One of the most common emails I receive from people that have benefited from reading my articles is how it helps to be able to see things differently in life. People can really begin to realize the abundance of life when you simply look around at the things that you normally see in a new light. Viewing things from a different perspective is not only liberating from whatever prison that you’ve built for yourself, but it can liberate others as well. And as I’m sure you know, liberating others is one of the greatest joys of being fully human.

One technique that has helped me enormously in this regard is the power of perspective. This is really nothing more that imagining you are in somebody else’s shoes. I’m sure you’ve heard that before you judge someone, walk a mile in their shoes. The reason this simple saying has spanned many generations and cultures is because it is one of the most fundamentally sound principles that can really open up human communication.

Now the tricky part. How exactly do you do that? You can’t very well go and physically borrow the other person’s shoes. One way to do this is to imagine that you are actually watching yourself when you are talking to other people. Next time you are having a conversation with somebody, while you are talking, really imagine that you are watching yourself out of the other persons eyes. If you can find a partner to practice doing this with, fantastic. Otherwise, I would advise at the very least doing this with a friend whom you are comfortable with. When you do this at first, it can seem a little strange imagining that you are watching yourself from the eyes of the person you are talking to.
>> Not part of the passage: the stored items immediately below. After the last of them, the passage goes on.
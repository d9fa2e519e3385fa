//! Formatting of implementation results for the results panel.
//!
//! Positions arrive 0-based from the server and are shown 1-based. Paths are
//! shown relative to the project root when the file lives under it and
//! verbatim otherwise. Result order is the server's order.

use std::fmt;
use std::path::{Path, PathBuf};

use lsp_types::{Location, Uri};
use thiserror::Error;
use tracing::warn;

use crate::host::{AppendOptions, Window};
use crate::protocol::uri::uri_to_path;

const RENDER_TARGET: &str = "rls_extension::render";

/// Status shown when the server reports no implementations.
pub const NO_IMPLEMENTATIONS_MESSAGE: &str = "No implementations found";

/// Errors raised while rendering one location.
#[derive(Debug, Clone, PartialEq, Eq, Error)]
pub enum RenderError {
    /// The location does not point at a local file.
    #[error("location URI '{uri}' is not a local file")]
    NotLocalFile {
        /// Offending URI.
        uri: String,
    },
}

/// Displays `path` relative to `base_dir`.
///
/// Falls back to the path unchanged when there is no base directory or the
/// path is not under it.
#[must_use]
pub fn relative_display_path(path: &Path, base_dir: Option<&Path>) -> String {
    base_dir
        .and_then(|base| path.strip_prefix(base).ok())
        .filter(|relative| !relative.as_os_str().is_empty())
        .unwrap_or(path)
        .display()
        .to_string()
}

/// One result line: ` ◌ {path} {row}:{column}` with 1-based coordinates.
#[derive(Debug, Clone, PartialEq, Eq)]
pub struct RenderedLine {
    path: String,
    row: u64,
    column: u64,
}

impl RenderedLine {
    /// Renders a location against the base directory.
    ///
    /// # Errors
    ///
    /// Returns [`RenderError::NotLocalFile`] when the URI has no local path.
    pub fn from_location(
        location: &Location,
        base_dir: Option<&Path>,
    ) -> Result<Self, RenderError> {
        let path = local_path(&location.uri)?;
        let start = location.range.start;
        Ok(Self {
            path: relative_display_path(&path, base_dir),
            row: u64::from(start.line) + 1,
            column: u64::from(start.character) + 1,
        })
    }

    /// Displayed path.
    #[must_use]
    pub const fn path(&self) -> &str {
        self.path.as_str()
    }

    /// 1-based row.
    #[must_use]
    pub const fn row(&self) -> u64 {
        self.row
    }

    /// 1-based column.
    #[must_use]
    pub const fn column(&self) -> u64 {
        self.column
    }
}

impl fmt::Display for RenderedLine {
    fn fmt(&self, formatter: &mut fmt::Formatter<'_>) -> fmt::Result {
        write!(formatter, " ◌ {} {}:{}", self.path, self.row, self.column)
    }
}

fn local_path(uri: &Uri) -> Result<PathBuf, RenderError> {
    uri_to_path(uri).ok_or_else(|| RenderError::NotLocalFile {
        uri: uri.as_str().to_owned(),
    })
}

/// Everything the results panel shows for one invocation.
#[derive(Debug, Clone, PartialEq, Eq)]
pub struct ImplementationsListing {
    base_dir: Option<PathBuf>,
    header: String,
    lines: Vec<RenderedLine>,
}

impl ImplementationsListing {
    /// Renders a response.
    ///
    /// Locations that do not resolve to a local file are skipped with a
    /// warning; the rest keep their response order.
    #[must_use]
    pub fn new(
        word: &str,
        source_path: &Path,
        base_dir: Option<PathBuf>,
        locations: &[Location],
    ) -> Self {
        let base = base_dir.as_deref();
        let header = format!(
            "Implementations of \"{word}\" at {}:\n",
            relative_display_path(source_path, base)
        );
        let lines = locations
            .iter()
            .filter_map(|location| match RenderedLine::from_location(location, base) {
                Ok(line) => Some(line),
                Err(error) => {
                    warn!(target: RENDER_TARGET, %error, "skipping implementation");
                    None
                }
            })
            .collect();
        Self {
            base_dir,
            header,
            lines,
        }
    }

    /// Header naming the searched word and the source document.
    #[must_use]
    pub const fn header(&self) -> &str {
        self.header.as_str()
    }

    /// Rendered result lines.
    #[must_use]
    pub fn lines(&self) -> &[RenderedLine] {
        &self.lines
    }

    /// Whether no line was rendered.
    #[must_use]
    pub fn is_empty(&self) -> bool {
        self.lines.is_empty()
    }

    /// Writes the listing into the window's results panel.
    ///
    /// An empty listing hides the panel and leaves a status message instead;
    /// the panel is not touched.
    pub fn present(&self, window: &mut dyn Window) {
        if self.is_empty() {
            window.hide_results_panel();
            window.status_message(NO_IMPLEMENTATIONS_MESSAGE);
            return;
        }

        let panel = window.results_panel();
        panel.set_base_dir(self.base_dir.as_deref());
        panel.set_read_only(false);
        panel.clear();
        panel.append(&self.header, AppendOptions::default());
        for line in &self.lines {
            panel.append(&format!("{line}\n"), AppendOptions::forced());
        }
        panel.set_read_only(true);
        window.show_results_panel();
    }
}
After you practice this a few times, you’ll be surprised at what you see, and you won’t be able to help changing how you communicate with others, if only a little bit.

Once you master this, you can begin to imagine seeing other things from even more expanded perspectives. And the greatest thing about this is once you start to practice on a regular basis, you’ll be thinking of new ways to apply this idea almost automatically. And that can help in more ways than you can imagine.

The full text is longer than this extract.